-- INPUT DATA follows --
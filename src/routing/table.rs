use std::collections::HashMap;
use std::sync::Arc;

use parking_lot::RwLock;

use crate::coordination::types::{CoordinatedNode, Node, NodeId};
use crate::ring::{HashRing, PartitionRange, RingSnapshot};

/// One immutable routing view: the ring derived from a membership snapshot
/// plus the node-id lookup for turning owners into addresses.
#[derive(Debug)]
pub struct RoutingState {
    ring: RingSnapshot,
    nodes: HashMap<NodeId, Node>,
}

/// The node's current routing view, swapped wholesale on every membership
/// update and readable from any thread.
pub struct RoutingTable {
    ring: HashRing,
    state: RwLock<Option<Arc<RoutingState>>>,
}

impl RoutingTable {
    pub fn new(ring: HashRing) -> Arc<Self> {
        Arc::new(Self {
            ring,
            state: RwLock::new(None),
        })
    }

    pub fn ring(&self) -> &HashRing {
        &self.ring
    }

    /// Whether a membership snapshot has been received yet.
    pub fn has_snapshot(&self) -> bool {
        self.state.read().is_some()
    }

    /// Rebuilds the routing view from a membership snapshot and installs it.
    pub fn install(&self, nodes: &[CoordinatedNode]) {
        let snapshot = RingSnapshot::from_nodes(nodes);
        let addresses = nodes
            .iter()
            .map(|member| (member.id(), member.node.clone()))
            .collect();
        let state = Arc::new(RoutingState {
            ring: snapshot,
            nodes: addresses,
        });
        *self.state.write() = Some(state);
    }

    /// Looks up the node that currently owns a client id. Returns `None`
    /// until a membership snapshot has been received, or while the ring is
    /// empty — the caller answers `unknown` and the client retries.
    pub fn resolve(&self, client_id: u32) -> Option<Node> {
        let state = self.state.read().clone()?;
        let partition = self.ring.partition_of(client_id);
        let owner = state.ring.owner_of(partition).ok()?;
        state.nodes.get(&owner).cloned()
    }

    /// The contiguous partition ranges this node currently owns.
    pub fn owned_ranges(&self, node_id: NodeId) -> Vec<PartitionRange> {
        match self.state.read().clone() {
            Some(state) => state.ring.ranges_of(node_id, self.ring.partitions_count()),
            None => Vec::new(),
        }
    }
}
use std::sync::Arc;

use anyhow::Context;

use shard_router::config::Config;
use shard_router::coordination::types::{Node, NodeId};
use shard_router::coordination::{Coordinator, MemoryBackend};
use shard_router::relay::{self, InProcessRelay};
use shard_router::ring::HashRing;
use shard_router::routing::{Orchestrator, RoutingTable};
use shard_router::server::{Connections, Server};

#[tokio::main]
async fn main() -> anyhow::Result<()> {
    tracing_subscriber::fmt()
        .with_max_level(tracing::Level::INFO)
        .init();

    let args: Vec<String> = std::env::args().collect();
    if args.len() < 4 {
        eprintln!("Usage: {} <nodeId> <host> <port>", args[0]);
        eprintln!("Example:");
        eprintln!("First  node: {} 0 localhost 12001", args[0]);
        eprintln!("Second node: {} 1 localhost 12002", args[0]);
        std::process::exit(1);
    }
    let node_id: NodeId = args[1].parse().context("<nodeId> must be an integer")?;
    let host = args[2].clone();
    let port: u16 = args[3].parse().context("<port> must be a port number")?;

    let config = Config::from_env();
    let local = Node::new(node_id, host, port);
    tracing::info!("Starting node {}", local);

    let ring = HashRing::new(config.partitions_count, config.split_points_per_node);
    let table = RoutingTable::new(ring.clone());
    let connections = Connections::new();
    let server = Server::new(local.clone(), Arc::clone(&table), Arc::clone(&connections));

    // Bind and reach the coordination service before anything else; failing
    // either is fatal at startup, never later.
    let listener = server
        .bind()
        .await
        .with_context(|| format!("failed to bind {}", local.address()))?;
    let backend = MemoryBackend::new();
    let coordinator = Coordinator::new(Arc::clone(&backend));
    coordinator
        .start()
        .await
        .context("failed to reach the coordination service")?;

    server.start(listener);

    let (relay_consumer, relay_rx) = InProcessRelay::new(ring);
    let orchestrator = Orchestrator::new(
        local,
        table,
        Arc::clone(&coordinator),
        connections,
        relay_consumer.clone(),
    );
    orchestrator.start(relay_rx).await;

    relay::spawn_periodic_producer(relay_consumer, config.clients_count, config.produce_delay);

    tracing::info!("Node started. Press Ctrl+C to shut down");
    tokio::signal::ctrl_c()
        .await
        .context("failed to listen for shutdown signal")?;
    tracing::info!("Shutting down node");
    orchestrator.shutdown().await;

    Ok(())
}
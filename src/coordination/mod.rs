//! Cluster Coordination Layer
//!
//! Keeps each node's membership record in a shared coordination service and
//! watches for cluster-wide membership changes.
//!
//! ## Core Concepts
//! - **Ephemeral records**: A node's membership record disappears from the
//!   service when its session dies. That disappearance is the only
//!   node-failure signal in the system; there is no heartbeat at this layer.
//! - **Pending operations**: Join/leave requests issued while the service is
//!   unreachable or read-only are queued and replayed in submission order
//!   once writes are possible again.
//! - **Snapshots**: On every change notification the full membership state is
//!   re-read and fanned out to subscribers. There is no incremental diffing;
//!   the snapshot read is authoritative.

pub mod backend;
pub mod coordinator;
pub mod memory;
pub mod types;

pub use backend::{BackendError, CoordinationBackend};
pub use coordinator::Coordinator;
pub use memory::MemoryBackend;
-- INPUT DATA concluded --
-- INPUT DATA follows --
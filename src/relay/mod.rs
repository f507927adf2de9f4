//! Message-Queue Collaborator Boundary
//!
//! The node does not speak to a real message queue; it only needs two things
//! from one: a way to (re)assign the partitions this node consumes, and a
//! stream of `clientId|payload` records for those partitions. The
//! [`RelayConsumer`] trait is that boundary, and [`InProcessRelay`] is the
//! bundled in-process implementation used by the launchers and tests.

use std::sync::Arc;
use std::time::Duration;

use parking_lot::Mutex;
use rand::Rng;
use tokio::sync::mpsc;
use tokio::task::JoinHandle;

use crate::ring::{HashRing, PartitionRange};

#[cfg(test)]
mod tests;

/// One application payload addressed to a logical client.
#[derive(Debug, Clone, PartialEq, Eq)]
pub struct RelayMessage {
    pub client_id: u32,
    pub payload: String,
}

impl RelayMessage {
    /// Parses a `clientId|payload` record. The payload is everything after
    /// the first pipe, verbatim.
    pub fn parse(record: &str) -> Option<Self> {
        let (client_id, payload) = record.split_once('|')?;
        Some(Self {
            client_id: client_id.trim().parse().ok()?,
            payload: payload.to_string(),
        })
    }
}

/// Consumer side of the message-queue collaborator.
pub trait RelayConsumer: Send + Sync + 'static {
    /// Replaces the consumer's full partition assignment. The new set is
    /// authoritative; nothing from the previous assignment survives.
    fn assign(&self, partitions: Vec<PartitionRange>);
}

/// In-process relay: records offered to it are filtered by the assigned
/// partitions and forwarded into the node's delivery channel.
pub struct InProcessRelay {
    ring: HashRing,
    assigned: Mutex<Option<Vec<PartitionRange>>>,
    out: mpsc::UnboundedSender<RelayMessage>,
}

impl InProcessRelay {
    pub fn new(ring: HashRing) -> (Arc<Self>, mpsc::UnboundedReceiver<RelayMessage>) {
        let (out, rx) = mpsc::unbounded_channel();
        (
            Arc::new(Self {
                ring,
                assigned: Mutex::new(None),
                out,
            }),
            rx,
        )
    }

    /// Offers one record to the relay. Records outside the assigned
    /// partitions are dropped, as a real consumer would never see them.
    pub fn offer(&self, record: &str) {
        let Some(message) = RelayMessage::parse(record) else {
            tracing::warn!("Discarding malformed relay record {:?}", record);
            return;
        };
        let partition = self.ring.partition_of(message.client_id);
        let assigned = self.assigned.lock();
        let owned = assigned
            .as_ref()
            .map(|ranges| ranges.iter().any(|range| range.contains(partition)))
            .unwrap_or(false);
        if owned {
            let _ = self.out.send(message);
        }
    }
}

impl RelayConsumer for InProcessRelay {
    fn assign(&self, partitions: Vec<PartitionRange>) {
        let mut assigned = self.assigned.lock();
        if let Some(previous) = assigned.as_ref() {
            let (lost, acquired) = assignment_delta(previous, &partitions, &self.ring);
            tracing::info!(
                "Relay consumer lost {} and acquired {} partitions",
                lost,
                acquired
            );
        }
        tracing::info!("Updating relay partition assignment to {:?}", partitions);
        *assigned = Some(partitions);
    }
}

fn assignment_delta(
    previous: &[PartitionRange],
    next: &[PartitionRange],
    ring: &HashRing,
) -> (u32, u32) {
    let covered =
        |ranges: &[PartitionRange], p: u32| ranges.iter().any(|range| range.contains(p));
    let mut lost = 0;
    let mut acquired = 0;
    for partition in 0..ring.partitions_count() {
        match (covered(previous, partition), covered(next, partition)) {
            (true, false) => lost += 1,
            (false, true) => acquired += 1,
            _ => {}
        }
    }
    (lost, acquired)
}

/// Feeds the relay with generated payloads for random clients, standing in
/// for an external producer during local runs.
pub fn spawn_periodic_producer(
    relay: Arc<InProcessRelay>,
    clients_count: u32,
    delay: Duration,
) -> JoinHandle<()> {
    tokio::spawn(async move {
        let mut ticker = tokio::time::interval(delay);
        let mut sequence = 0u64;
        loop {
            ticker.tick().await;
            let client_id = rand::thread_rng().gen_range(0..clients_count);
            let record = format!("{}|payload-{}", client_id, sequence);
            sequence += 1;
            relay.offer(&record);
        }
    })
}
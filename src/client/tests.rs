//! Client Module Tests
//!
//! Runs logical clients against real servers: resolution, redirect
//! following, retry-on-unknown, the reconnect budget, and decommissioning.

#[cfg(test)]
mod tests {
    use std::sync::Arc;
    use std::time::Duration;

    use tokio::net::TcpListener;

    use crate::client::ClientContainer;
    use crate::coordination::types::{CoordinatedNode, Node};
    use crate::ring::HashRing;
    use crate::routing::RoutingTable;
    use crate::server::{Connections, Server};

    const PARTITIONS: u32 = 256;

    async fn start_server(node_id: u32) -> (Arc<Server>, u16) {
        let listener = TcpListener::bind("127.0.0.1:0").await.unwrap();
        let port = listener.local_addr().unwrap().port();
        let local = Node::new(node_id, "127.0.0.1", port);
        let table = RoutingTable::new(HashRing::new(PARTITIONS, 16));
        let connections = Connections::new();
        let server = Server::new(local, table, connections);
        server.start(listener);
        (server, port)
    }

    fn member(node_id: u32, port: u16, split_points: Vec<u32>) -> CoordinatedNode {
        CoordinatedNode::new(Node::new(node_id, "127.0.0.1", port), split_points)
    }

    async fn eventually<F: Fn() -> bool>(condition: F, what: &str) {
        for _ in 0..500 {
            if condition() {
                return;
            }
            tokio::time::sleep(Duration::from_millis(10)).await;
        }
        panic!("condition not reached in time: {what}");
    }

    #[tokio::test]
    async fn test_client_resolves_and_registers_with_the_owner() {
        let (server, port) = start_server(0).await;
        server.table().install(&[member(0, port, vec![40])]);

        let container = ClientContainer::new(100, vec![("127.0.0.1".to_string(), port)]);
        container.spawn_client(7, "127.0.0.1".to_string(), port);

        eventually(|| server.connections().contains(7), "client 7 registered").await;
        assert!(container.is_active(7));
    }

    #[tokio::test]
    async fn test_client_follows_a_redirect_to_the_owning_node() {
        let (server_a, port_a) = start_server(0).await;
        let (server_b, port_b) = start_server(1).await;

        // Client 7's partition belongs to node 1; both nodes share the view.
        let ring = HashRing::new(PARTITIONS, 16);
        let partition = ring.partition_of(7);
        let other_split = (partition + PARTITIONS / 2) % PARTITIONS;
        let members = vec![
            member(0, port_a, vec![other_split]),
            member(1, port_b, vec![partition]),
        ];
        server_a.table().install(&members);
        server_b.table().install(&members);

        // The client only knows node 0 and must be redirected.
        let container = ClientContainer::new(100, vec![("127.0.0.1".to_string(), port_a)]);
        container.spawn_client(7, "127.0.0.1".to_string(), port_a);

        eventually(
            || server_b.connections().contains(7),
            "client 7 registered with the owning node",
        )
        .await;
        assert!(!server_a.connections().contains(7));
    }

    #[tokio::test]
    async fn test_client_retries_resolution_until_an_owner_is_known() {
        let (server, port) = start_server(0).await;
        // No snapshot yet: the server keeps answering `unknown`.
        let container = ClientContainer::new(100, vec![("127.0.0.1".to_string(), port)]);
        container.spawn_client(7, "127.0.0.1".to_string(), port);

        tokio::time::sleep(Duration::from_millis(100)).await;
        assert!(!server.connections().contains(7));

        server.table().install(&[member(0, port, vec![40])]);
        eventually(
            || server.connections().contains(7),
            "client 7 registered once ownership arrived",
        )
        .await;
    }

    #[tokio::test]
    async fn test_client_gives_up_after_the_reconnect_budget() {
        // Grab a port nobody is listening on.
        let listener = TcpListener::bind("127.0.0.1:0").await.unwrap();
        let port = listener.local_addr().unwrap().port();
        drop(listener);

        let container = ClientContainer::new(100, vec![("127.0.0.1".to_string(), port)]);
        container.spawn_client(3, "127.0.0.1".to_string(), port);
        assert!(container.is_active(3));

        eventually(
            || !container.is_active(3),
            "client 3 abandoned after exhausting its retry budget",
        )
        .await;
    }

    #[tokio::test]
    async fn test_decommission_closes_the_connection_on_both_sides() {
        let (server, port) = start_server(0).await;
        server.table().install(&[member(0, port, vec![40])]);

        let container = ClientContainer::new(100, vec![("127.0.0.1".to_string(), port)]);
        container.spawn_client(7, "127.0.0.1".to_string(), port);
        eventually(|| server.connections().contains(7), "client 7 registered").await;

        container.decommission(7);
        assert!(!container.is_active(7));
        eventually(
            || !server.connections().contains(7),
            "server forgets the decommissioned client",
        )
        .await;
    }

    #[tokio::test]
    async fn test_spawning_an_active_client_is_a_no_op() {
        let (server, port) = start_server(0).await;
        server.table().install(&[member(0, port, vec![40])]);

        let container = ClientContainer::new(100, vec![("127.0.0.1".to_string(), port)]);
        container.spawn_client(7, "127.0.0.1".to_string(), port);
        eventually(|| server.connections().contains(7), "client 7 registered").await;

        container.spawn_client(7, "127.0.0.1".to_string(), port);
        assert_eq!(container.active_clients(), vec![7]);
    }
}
-- INPUT DATA concluded --
▶ WORK TO COMPLETE
The answer must be every line from the records above that contains "MemoryBackend".

▶ RESULT OF THIS TASK
use shard_router::coordination::{Coordinator, MemoryBackend};
    let backend = MemoryBackend::new();
pub use memory::MemoryBackend;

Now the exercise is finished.